ACTIVITY -> Exact repetition of the data is the whole task.

━━ RECORDS SHOWN

//! HTTP plumbing shared by all vendor adapters
//!
//! One request in, one parsed body or one classified [`LlmError`] out.
//! Nothing is retried: a failed call surfaces immediately.

use crate::config::HttpSettings;
use crate::error::{LlmError, LlmResult};
use crate::logging::{log_debug, log_error};
use reqwest::header::{HeaderMap, HeaderValue};
use serde::de::DeserializeOwned;
use serde::Serialize;
use serde_json::Value;

/// Upper bound on raw body text copied into error messages.
const MAX_ERROR_BODY_CHARS: usize = 500;

/// Vendor error code/type values that mean "request too large".
const TOO_LARGE_MARKERS: [&str; 2] = ["rate_limit_exceeded", "request_too_large"];

/// Thin wrapper over `reqwest::Client` that tags every failure with the adapter name.
#[derive(Debug, Clone)]
pub(crate) struct ProviderHttpClient {
    client: reqwest::Client,
    provider: &'static str,
}

impl ProviderHttpClient {
    pub(crate) fn new(provider: &'static str, settings: &HttpSettings) -> LlmResult<Self> {
        Ok(Self {
            client: settings.build_client()?,
            provider,
        })
    }

    /// POST a JSON body and decode the JSON response
    pub(crate) async fn post_json<B, R>(
        &self,
        url: &str,
        headers: &HeaderMap,
        body: &B,
    ) -> LlmResult<R>
    where
        B: Serialize + ?Sized,
        R: DeserializeOwned,
    {
        let request = self.client.post(url).headers(headers.clone()).json(body);
        self.execute(url, request).await
    }

    /// GET and decode the JSON response
    pub(crate) async fn get_json<R: DeserializeOwned>(
        &self,
        url: &str,
        headers: &HeaderMap,
    ) -> LlmResult<R> {
        let request = self.client.get(url).headers(headers.clone());
        self.execute(url, request).await
    }

    async fn execute<R: DeserializeOwned>(
        &self,
        url: &str,
        request: reqwest::RequestBuilder,
    ) -> LlmResult<R> {
        let response = request.send().await.map_err(|e| {
            log_error!(
                provider = self.provider,
                url = %url,
                error = %e,
                "HTTP request failed"
            );
            LlmError::provider_error(
                self.provider,
                e.status().map(|s| s.as_u16()),
                format!("request to {url} failed: {e}"),
                Some(Box::new(e)),
            )
        })?;

        let status = response.status();
        let raw_body = response.text().await.map_err(|e| {
            LlmError::provider_error(
                self.provider,
                Some(status.as_u16()),
                format!("failed to read response body: {e}"),
                Some(Box::new(e)),
            )
        })?;

        if !status.is_success() {
            return Err(classify_error_response(
                self.provider,
                status.as_u16(),
                &raw_body,
            ));
        }

        log_debug!(
            provider = self.provider,
            status = status.as_u16(),
            body_len = raw_body.len(),
            "Received provider response"
        );

        serde_json::from_str(&raw_body).map_err(|e| {
            LlmError::invalid_response_shape(
                self.provider,
                format!("{e}; body: {}", truncate(&raw_body)),
            )
        })
    }
}

/// Error details pulled out of a vendor error body.
#[derive(Debug, Default, PartialEq, Eq)]
pub(crate) struct VendorError {
    pub(crate) message: Option<String>,
    pub(crate) code: Option<String>,
    pub(crate) kind: Option<String>,
}

/// Parse the error envelopes used by the supported vendors:
/// `{"error": {"message", "type", "code"}}` (OpenAI, Groq, Anthropic) and
/// `{"error": "text"}` (Ollama).
pub(crate) fn parse_vendor_error(body: &str) -> VendorError {
    let Ok(json) = serde_json::from_str::<Value>(body) else {
        return VendorError::default();
    };
    let as_string = |v: Option<&Value>| v.and_then(Value::as_str).map(str::to_string);

    match json.get("error") {
        Some(Value::String(message)) => VendorError {
            message: Some(message.clone()),
            ..VendorError::default()
        },
        Some(obj @ Value::Object(_)) => VendorError {
            message: as_string(obj.get("message")),
            code: as_string(obj.get("code")),
            kind: as_string(obj.get("type")),
        },
        _ => VendorError {
            message: as_string(json.get("message")),
            ..VendorError::default()
        },
    }
}

/// Map a non-success response onto the error taxonomy.
///
/// HTTP 413, a `rate_limit_exceeded` code, or a `request_too_large` type all
/// become [`LlmError::ContentTooLarge`]; everything else is a
/// [`LlmError::ProviderError`] carrying the status and vendor message.
pub(crate) fn classify_error_response(provider: &str, status: u16, body: &str) -> LlmError {
    let vendor = parse_vendor_error(body);
    let message = vendor
        .message
        .clone()
        .filter(|m| !m.trim().is_empty())
        .unwrap_or_else(|| {
            if body.trim().is_empty() {
                format!("HTTP error! status: {status}")
            } else {
                truncate(body)
            }
        });

    let too_large = status == 413
        || [vendor.code.as_deref(), vendor.kind.as_deref()]
            .into_iter()
            .flatten()
            .any(|marker| TOO_LARGE_MARKERS.contains(&marker));

    if too_large {
        LlmError::content_too_large(provider, Some(status), message)
    } else {
        LlmError::provider_error(provider, Some(status), message, None)
    }
}

/// Header value from configuration text, rejecting bytes HTTP cannot carry.
pub(crate) fn header_value(provider: &str, value: &str) -> LlmResult<HeaderValue> {
    HeaderValue::from_str(value).map_err(|e| {
        LlmError::invalid_configuration(format!("{provider} API key has an invalid format: {e}"))
    })
}

fn truncate(text: &str) -> String {
    if text.chars().count() <= MAX_ERROR_BODY_CHARS {
        return text.to_string();
    }
    let mut out: String = text.chars().take(MAX_ERROR_BODY_CHARS).collect();
    out.push_str("...");
    out
}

━━━━

RESPONSE TO THE EXERCISE ->
//! HTTP plumbing shared by all vendor adapters
//!
//! One request in, one parsed body or one classified [`LlmError`] out.
//! Nothing is retried: a failed call surfaces immediately.

use crate::config::HttpSettings;
use crate::error::{LlmError, LlmResult};
use crate::logging::{log_debug, log_error};
use reqwest::header::{HeaderMap, HeaderValue};
use serde::de::DeserializeOwned;
use serde::Serialize;
use serde_json::Value;

/// Upper bound on raw body text copied into error messages.
const MAX_ERROR_BODY_CHARS: usize = 500;

/// Vendor error code/type values that mean "request too large".
const TOO_LARGE_MARKERS: [&str; 2] = ["rate_limit_exceeded", "request_too_large"];

/// Thin wrapper over `reqwest::Client` that tags every failure with the adapter name.
#[derive(Debug, Clone)]
pub(crate) struct ProviderHttpClient {
    client: reqwest::Client,
    provider: &'static str,
}

impl ProviderHttpClient {
    pub(crate) fn new(provider: &'static str, settings: &HttpSettings) -> LlmResult<Self> {
        Ok(Self {
            client: settings.build_client()?,
            provider,
        })
    }

    /// POST a JSON body and decode the JSON response
    pub(crate) async fn post_json<B, R>(
        &self,
        url: &str,
        headers: &HeaderMap,
        body: &B,
    ) -> LlmResult<R>
    where
        B: Serialize + ?Sized,
        R: DeserializeOwned,
    {
        let request = self.client.post(url).headers(headers.clone()).json(body);
        self.execute(url, request).await
    }

    /// GET and decode the JSON response
    pub(crate) async fn get_json<R: DeserializeOwned>(
        &self,
        url: &str,
        headers: &HeaderMap,
    ) -> LlmResult<R> {
        let request = self.client.get(url).headers(headers.clone());
        self.execute(url, request).await
    }

    async fn execute<R: DeserializeOwned>(
        &self,
        url: &str,
        request: reqwest::RequestBuilder,
    ) -> LlmResult<R> {
        let response = request.send().await.map_err(|e| {
            log_error!(
                provider = self.provider,
                url = %url,
                error = %e,
                "HTTP request failed"
            );
            LlmError::provider_error(
                self.provider,
                e.status().map(|s| s.as_u16()),
                format!("request to {url} failed: {e}"),
                Some(Box::new(e)),
            )
        })?;

        let status = response.status();
        let raw_body = response.text().await.map_err(|e| {
            LlmError::provider_error(
                self.provider,
                Some(status.as_u16()),
                format!("failed to read response body: {e}"),
                Some(Box::new(e)),
            )
        })?;

        if !status.is_success() {
            return Err(classify_error_response(
                self.provider,
                status.as_u16(),
                &raw_body,
            ));
        }

        log_debug!(
            provider = self.provider,
            status = status.as_u16(),
            body_len = raw_body.len(),
            "Received provider response"
        );

        serde_json::from_str(&raw_body).map_err(|e| {
            LlmError::invalid_response_shape(
                self.provider,
                format!("{e}; body: {}", truncate(&raw_body)),
            )
        })
    }
}

/// Error details pulled out of a vendor error body.
#[derive(Debug, Default, PartialEq, Eq)]
pub(crate) struct VendorError {
    pub(crate) message: Option<String>,
    pub(crate) code: Option<String>,
    pub(crate) kind: Option<String>,
}

/// Parse the error envelopes used by the supported vendors:
/// `{"error": {"message", "type", "code"}}` (OpenAI, Groq, Anthropic) and
/// `{"error": "text"}` (Ollama).
pub(crate) fn parse_vendor_error(body: &str) -> VendorError {
    let Ok(json) = serde_json::from_str::<Value>(body) else {
        return VendorError::default();
    };
    let as_string = |v: Option<&Value>| v.and_then(Value::as_str).map(str::to_string);

    match json.get("error") {
        Some(Value::String(message)) => VendorError {
            message: Some(message.clone()),
            ..VendorError::default()
        },
        Some(obj @ Value::Object(_)) => VendorError {
            message: as_string(obj.get("message")),
            code: as_string(obj.get("code")),
            kind: as_string(obj.get("type")),
        },
        _ => VendorError {
            message: as_string(json.get("message")),
            ..VendorError::default()
        },
    }
}

/// Map a non-success response onto the error taxonomy.
///
/// HTTP 413, a `rate_limit_exceeded` code, or a `request_too_large` type all
/// become [`LlmError::ContentTooLarge`]; everything else is a
/// [`LlmError::ProviderError`] carrying the status and vendor message.
pub(crate) fn classify_error_response(provider: &str, status: u16, body: &str) -> LlmError {
    let vendor = parse_vendor_error(body);
    let message = vendor
        .message
        .clone()
        .filter(|m| !m.trim().is_empty())
        .unwrap_or_else(|| {
            if body.trim().is_empty() {
                format!("HTTP error! status: {status}")
            } else {
                truncate(body)
            }
        });

    let too_large = status == 413
        || [vendor.code.as_deref(), vendor.kind.as_deref()]
            .into_iter()
            .flatten()
            .any(|marker| TOO_LARGE_MARKERS.contains(&marker));

    if too_large {
        LlmError::content_too_large(provider, Some(status), message)
    } else {
        LlmError::provider_error(provider, Some(status), message, None)
    }
}

/// Header value from configuration text, rejecting bytes HTTP cannot carry.
pub(crate) fn header_value(provider: &str, value: &str) -> LlmResult<HeaderValue> {
    HeaderValue::from_str(value).map_err(|e| {
        LlmError::invalid_configuration(format!("{provider} API key has an invalid format: {e}"))
    })
}

fn truncate(text: &str) -> String {
    if text.chars().count() <= MAX_ERROR_BODY_CHARS {
        return text.to_string();
    }
    let mut out: String = text.chars().take(MAX_ERROR_BODY_CHARS).collect();
    out.push_str("...");
    out
}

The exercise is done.